Если же вслушаться пристальней, “гюрза” образует внутреннюю ассонансную рифму со словом “гусар” (что естественней? “…гусар тенгинского полка”): на те же пять букв приходится по два слога, те же опорные звуки: “г”, “у-ю”, “р”, “а” в запасе.
От Кисловодска кислых вод до Кисловодска кислых дев (“шармер на водах кислых дев”) всего две перестановки (“вод” — “дов” — “дев”), но их хватило, чтобы к серному источнику строфы седьмой слетелись “пэри” со всей поэтической округи, от Пушкина до Мандельштама:
Не плачьте пэри!
молоком
не кормят змея на душе
не плачьте Мэри
нe´ о ком
уже не стоит петь рыдать стихи и плакать.
Героиня строфы “пэри Мэри” — не одна, ее вереница: княжна Мэри “Героя…”, “задумчивая Мэри” “Пира”, “милая Мэри” — “пью за здравие Мэри, милой Мэри моей”, до залихватской Мэри: “Пей коктейли, ангел Мэри, дуй вино!..”
Опять же: плач, слезы…
После жестокосердого лермонтовского пожелания: “…пускай она поплачет, ей ничего не значит”, генделевское: “Не плачьте Мэри” — это не столько великодушное послабление, сколько постскриптум отсутствия в составе отрицательной частицы, предлога и местоимения: “нe´ о ком”. Но в стихе эта грамматически обычная раздельность произносится как одно слово: “неоком”. Местоимение, не имеющее места.
…Я бы хотела составить антологию избранных сравнений русской поэзии. Я бы открыла ее пушкинским “…Нева металась как больной в своей постели беспокойной”, а завершила бы генделевским: “озноб как мальчикказачок бежал висеть на удилах его словесности”.
Я хотела бы завидовать внукам и правнукам, если бы надеялась, что в средних классах ихних средних школ они, “проходя” Лермонтова, заучивали бы наизусть “Памяти Демона” наряду и наравне с “Парусом”, “Сном” или “Выхожу один я на дорогу…”. Чтобы у них в одной и той же клеточке еще не закосневшей памяти лермонтовский боевой клич: “Смирись, Кавказ! Идет Ермолов…” читался на одном дыхании с генделевской строкой о Лермонтове: “…вцепившийся как бультерьер в хребет Кавказу…”
Не знаю, были бы эти неосуществимые школьники в подвопросном будущем лучше или хуже своих предшественников, но они наверняка были бы сложней. А значит — лучше, в наших постобществах чем сложнее становятся средства связи, тем элементарней те, кого они связывают… Нас губит простота, как будто эволюция личности дала задний ход5.

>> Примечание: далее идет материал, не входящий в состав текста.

pub mod entities;
pub mod requests;
pub mod responses;
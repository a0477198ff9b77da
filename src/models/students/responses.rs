use super::entities::StudentDetail;
use crate::models::common::PaginatedResponse;
use crate::models::grades::entities::GradeDetail;
use serde::Serialize;

pub type StudentListResponse = PaginatedResponse<StudentDetail>;

// 成绩单中的一门课程
#[derive(Debug, Clone, Serialize)]
pub struct TranscriptEntry {
    #[serde(flatten)]
    pub grade: GradeDetail,
    pub level: &'static str,
}

// 成绩单
#[derive(Debug, Clone, Serialize)]
pub struct TranscriptResponse {
    pub student: StudentDetail,
    pub semester: Option<String>,
    pub courses: Vec<TranscriptEntry>,
    pub total_credits: f64,
    pub earned_credits: f64,
    pub gpa: f64,
}

// GPA 汇总
#[derive(Debug, Clone, Serialize)]
pub struct GpaResponse {
    pub student_id: i64,
    pub gpa: f64,
    pub total_credits: f64,
    pub earned_credits: f64,
    pub graded_courses: u64,
}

Последней книгой, которую Генделев читал, была “Краткая история времени” Стивена Хокинга. Увлекся, жаловался, что тяжеловато, от всей души завидовал физикам и математикам. И не напрасно: именно в “Истории времени” припрятан ключ к поэтике Генделева, нет, даже не к поэтике, а к тем внесловесным, внеречевым представлениям, к той императивной воле, что продиктовала мир его стихов: “…время не отделено от пространства, но вместе с тем образует единый объект” (Хокинг. “Краткая история времени”).
Что Михаил Генделев всецело принадлежит русской поэтической речи как ее законный со-владетель и со-участник — очевидно. Не спорить же с очевидностью.

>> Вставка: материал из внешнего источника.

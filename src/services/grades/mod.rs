pub mod list;
pub mod record;

use actix_web::{HttpRequest, HttpResponse, Result as ActixResult};

use crate::models::grades::requests::{BatchGradeRequest, GradeListParams, RecordGradeRequest};
use crate::models::students::requests::TranscriptParams;

define_service!(GradeService);

impl GradeService {
    pub async fn list_grades(
        &self,
        query: GradeListParams,
        request: &HttpRequest,
    ) -> ActixResult<HttpResponse> {
        list::list_grades(self, query, request).await
    }

    // 当前学生的成绩
    pub async fn my_grades(
        &self,
        query: TranscriptParams,
        request: &HttpRequest,
    ) -> ActixResult<HttpResponse> {
        list::my_grades(self, query, request).await
    }

    pub async fn offering_grades(
        &self,
        offering_id: i64,
        request: &HttpRequest,
    ) -> ActixResult<HttpResponse> {
        list::offering_grades(self, offering_id, request).await
    }

    // 录入或更新单条成绩
    pub async fn record_grade(
        &self,
        enrollment_id: i64,
        scores: RecordGradeRequest,
        request: &HttpRequest,
    ) -> ActixResult<HttpResponse> {
        record::record_grade(self, enrollment_id, scores, request).await
    }

    pub async fn batch_update(
        &self,
        batch: BatchGradeRequest,
        request: &HttpRequest,
    ) -> ActixResult<HttpResponse> {
        record::batch_update(self, batch, request).await
    }
}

Но: до последнего дня, до последнего вдоха без выдоха он именовал себя пишущим по-русски израильским поэтом, и его каменная усыпальница в Иерусалиме — лишь последний жест этого самоопределения вплоть до отделения.
…Давным-давно-предавно Генделев оставил и отставил не столько Россию Брежнева, сколько Ленинград Бродского. Чтобы не прохлаждаться в его неотступной тени, чем, собственно, и ублажалась ленинградская послебродская поэзия, — Генделев выбрал дикое необъезженное солнце Палестины.
Найти себе место под таким солнцем — значит остановить его. И Генделев это сделал.
Как поэт Генделев не обязан Израилю — государству, культуре, народу — абсолютно ничем, но: как поэт — обязан абсолютно всем самому факту его существования. Чистая феноменология, без стройматериала и стропил языка, традиции, преданий.
Другого такого примера я не знаю ни в русской, ни в мировой поэзии.
Генделев не принадлежит Израилю — зато Израиль принадлежит ему по праву завоевателя.
Израиль с козырным тузом Иерусалима в руках стал первым пространством, распахнувшим перед Генделевым другое измерение времени.
Второе открыла война, первая Ливанская… По ее следам начали пасьянсом раскладываться территории, не колонизированные ни русским штыком, ни русским пером: Междуречье с приложением штабной карты рая, Тигр, Сидон, Вавилон, Дамур…
Нет, не историческая и даже не доисторическая родина, вообще — не история, но: околоплодные воды, в которых эмбрион истории вызревает, чтобы потом с ней умереть: “Отхлыньте каменные воды от ледяных брегов реки где бывшие сидят народы посмертно свесив языки”.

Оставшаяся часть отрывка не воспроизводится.